Coincidentally, Judge Clark Douglas is also based on a story by Rudyard Kipling.

The Charge

Commanding the screen with effortless grace and humor!

The Case

The 30th installment in Criterion's Eclipse series (which offers no-frills, low-budget versions of titles perhaps a bit too obscure or insignificant for the Criterion Collection) boasts a simple and striking title: Sabu! It's the first time an exclamation point has been included in the title of an Eclipse set; not even Raffaello Matarazzo's Runaway Melodramas merited such punctuation. It's also the first time an Eclipse collection has spotlighted an actor, as the other collections have spotlighted directors (The First Films of Akira Kurosawa), writers (George Bernard Shaw on Film), producers (Alexander Korda's Private Lives) or studios (Nikkatsu Noir).
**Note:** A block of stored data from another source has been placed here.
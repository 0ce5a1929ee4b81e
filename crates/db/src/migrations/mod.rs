//! Database migrations.
//!
//! Schema migrations for the database.

#![allow(missing_docs)]

use sea_orm_migration::prelude::*;

mod m20250101_000001_create_push_subscription_table;
mod m20250101_000002_create_user_push_preference_table;
mod m20250101_000003_create_session_table;

pub struct Migrator;

#[async_trait::async_trait]
impl MigratorTrait for Migrator {
    fn migrations() -> Vec<Box<dyn MigrationTrait>> {
        vec![
            Box::new(m20250101_000001_create_push_subscription_table::Migration),
            Box::new(m20250101_000002_create_user_push_preference_table::Migration),
            Box::new(m20250101_000003_create_session_table::Migration),
        ]
    }
}
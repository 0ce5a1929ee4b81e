//! Per-user push preference endpoints.

use axum::{
    Json, Router,
    extract::{Path, State},
    routing::get,
};
use campus_common::AppResult;
use campus_core::PushPreferenceResponse;
use serde::Deserialize;

use crate::{extractors::SessionUser, middleware::AppState};

/// Request to change the push preference.
#[derive(Debug, Deserialize)]
pub struct SetPreferenceRequest {
    pub enabled: bool,
}

async fn get_preference(
    session: SessionUser,
    State(state): State<AppState>,
    Path(id): Path<String>,
) -> AppResult<Json<PushPreferenceResponse>> {
    session.ensure(&id)?;
    Ok(Json(state.push_service.preference(&id).await?))
}

async fn set_preference(
    session: SessionUser,
    State(state): State<AppState>,
    Path(id): Path<String>,
    Json(req): Json<SetPreferenceRequest>,
) -> AppResult<Json<PushPreferenceResponse>> {
    session.ensure(&id)?;
    let preference = state.push_service.set_preference(&id, req.enabled).await?;
    Ok(Json(preference))
}

pub fn router() -> Router<AppState> {
    Router::new().route("/{id}/push", get(get_preference).put(set_preference))
}
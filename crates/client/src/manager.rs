//! Push subscription lifecycle.

use std::collections::BTreeSet;
use std::sync::Arc;

use crate::backend::{PushBackend, SubscribeRequest};
use crate::error::{PushError, PushResult};
use crate::key_fetcher::KeyFetcher;
use crate::platform::{
    PermissionState, PushPlatform, PushSubscriptionHandle, Registration, SubscribeOptions,
};
use crate::registrar::ServiceWorkerRegistrar;
use crate::topic::Topic;

/// Result of [`SubscriptionManager::disable`].
#[derive(Debug, Clone, Copy, PartialEq, Eq)]
pub enum DisableOutcome {
    /// There was no registration or no subscription to remove.
    NotSubscribed,
    /// The device subscription was removed.
    Unsubscribed {
        /// Whether the backend confirmed the removal.
        backend_acknowledged: bool,
    },
}

/// Creates and destroys the device's push subscription and binds it to a
/// user and topic set on the backend.
#[derive(Clone)]
pub struct SubscriptionManager {
    platform: Arc<dyn PushPlatform>,
    registrar: ServiceWorkerRegistrar,
    keys: KeyFetcher,
    backend: Arc<dyn PushBackend>,
}

impl SubscriptionManager {
    /// Create a manager.
    pub fn new(
        platform: Arc<dyn PushPlatform>,
        registrar: ServiceWorkerRegistrar,
        backend: Arc<dyn PushBackend>,
    ) -> Self {
        Self {
            platform,
            registrar,
            keys: KeyFetcher::new(backend.clone()),
            backend,
        }
    }

    /// Subscribe this device and bind it to `user_id` for `topics`.
    ///
    /// Steps run in order and the first failure aborts with its own kind:
    /// registration, permission, key fetch, platform subscribe, backend
    /// persist. A subscription created here is rolled back if the backend
    /// does not acknowledge it.
    pub async fn enable(
        &self,
        topics: &BTreeSet<Topic>,
        user_id: &str,
    ) -> PushResult<PushSubscriptionHandle> {
        let registration = self
            .registrar
            .ensure_registration()
            .await?
            .ok_or(PushError::PlatformUnsupported)?;

        match self.platform.request_permission().await {
            PermissionState::Granted => {}
            PermissionState::Denied | PermissionState::Default => {
                tracing::info!(user_id = %user_id, "Notification permission not granted");
                return Err(PushError::PermissionDenied);
            }
        }

        let key = self.keys.fetch_public_key().await?;

        let previous = self.lookup(&registration).await;
        let handle = self
            .platform
            .subscribe(&registration, SubscribeOptions::user_visible(key))
            .await
            .map_err(|e| PushError::Platform(e.to_string()))?;
        let created_here = previous.as_ref().is_none_or(|p| p.endpoint != handle.endpoint);

        let request = SubscribeRequest {
            subscription: handle.clone(),
            topics: topics.iter().cloned().collect(),
            user_id: user_id.to_string(),
        };

        if let Err(e) = self.backend.subscribe(&request).await {
            tracing::warn!(user_id = %user_id, error = %e, "Backend rejected push subscription");
            if created_here {
                self.rollback(&registration, &handle).await;
            }
            return Err(PushError::BackendSyncError(e.to_string()));
        }

        tracing::info!(
            user_id = %user_id,
            topics = topics.len(),
            "Push notifications enabled"
        );
        Ok(handle)
    }

    /// Stop push delivery to this device.
    ///
    /// The backend is told first on a best-effort basis; its failure is
    /// logged and never blocks the local unsubscribe, which must succeed.
    /// Failing registration or subscription lookups are errors: the device
    /// may still be subscribed.
    pub async fn disable(&self) -> PushResult<DisableOutcome> {
        let Some(registration) = self.registrar.find().await? else {
            return Ok(DisableOutcome::NotSubscribed);
        };

        let handle = self.platform.subscription(&registration).await.map_err(|e| {
            tracing::error!(error = %e, "Subscription lookup failed during disable");
            PushError::Platform(e.to_string())
        })?;
        let Some(handle) = handle else {
            return Ok(DisableOutcome::NotSubscribed);
        };

        let backend_acknowledged = match self.backend.unsubscribe(&handle.endpoint).await {
            Ok(()) => true,
            Err(e) => {
                tracing::warn!(
                    endpoint = %handle.endpoint,
                    error = %e,
                    "Failed to notify backend of unsubscribe"
                );
                false
            }
        };

        let removed = self
            .platform
            .unsubscribe(&registration, &handle)
            .await
            .map_err(|e| {
                tracing::error!(error = %e, "Local unsubscribe failed");
                PushError::Platform(e.to_string())
            })?;

        if !removed {
            tracing::info!(endpoint = %handle.endpoint, "Subscription was already gone");
            return Ok(DisableOutcome::NotSubscribed);
        }

        tracing::info!(backend_acknowledged, "Push notifications disabled");
        Ok(DisableOutcome::Unsubscribed {
            backend_acknowledged,
        })
    }

    /// Whether this device currently holds a push subscription.
    ///
    /// Pure query: never registers, never errors.
    pub async fn is_subscribed(&self) -> bool {
        self.current_subscription().await.is_some()
    }

    /// The device's current subscription handle, if any.
    pub async fn current_subscription(&self) -> Option<PushSubscriptionHandle> {
        let registration = self.registrar.current().await?;
        self.lookup(&registration).await
    }

    /// Whether the platform supports push at all.
    #[must_use]
    pub fn is_supported(&self) -> bool {
        self.registrar.is_supported()
    }

    async fn lookup(&self, registration: &Registration) -> Option<PushSubscriptionHandle> {
        match self.platform.subscription(registration).await {
            Ok(handle) => handle,
            Err(e) => {
                tracing::debug!(error = %e, "Subscription lookup failed");
                None
            }
        }
    }

    async fn rollback(&self, registration: &Registration, handle: &PushSubscriptionHandle) {
        if let Err(e) = self.platform.unsubscribe(registration, handle).await {
            tracing::warn!(endpoint = %handle.endpoint, error = %e, "Failed to roll back push subscription");
        }
    }
}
Spotlighting Sabu as the connective tissue between the three films in this collection (Elephant Boy, The Drum, and Jungle Book) seems like the obvious way to go until you consider that there are plenty of other connections between them. For starters, all three movies were directed by Zoltan Korda, who seems precisely the sort of modestly well-regarded director who might be given his own Eclipse set. Additionally, all three films explore the complicated relationship between India and the British Empire (albeit in a rather preposterous fashion). If you remove The Drum from the equation, you have a pair of films based on the writings of Rudyard Kipling. Even so, the charismatic Sabu has been spotlighted for the same reason he is given first billing in The Drum (despite the fact that he's very much a supporting character): he's easily the best and most memorable thing about all of these movies.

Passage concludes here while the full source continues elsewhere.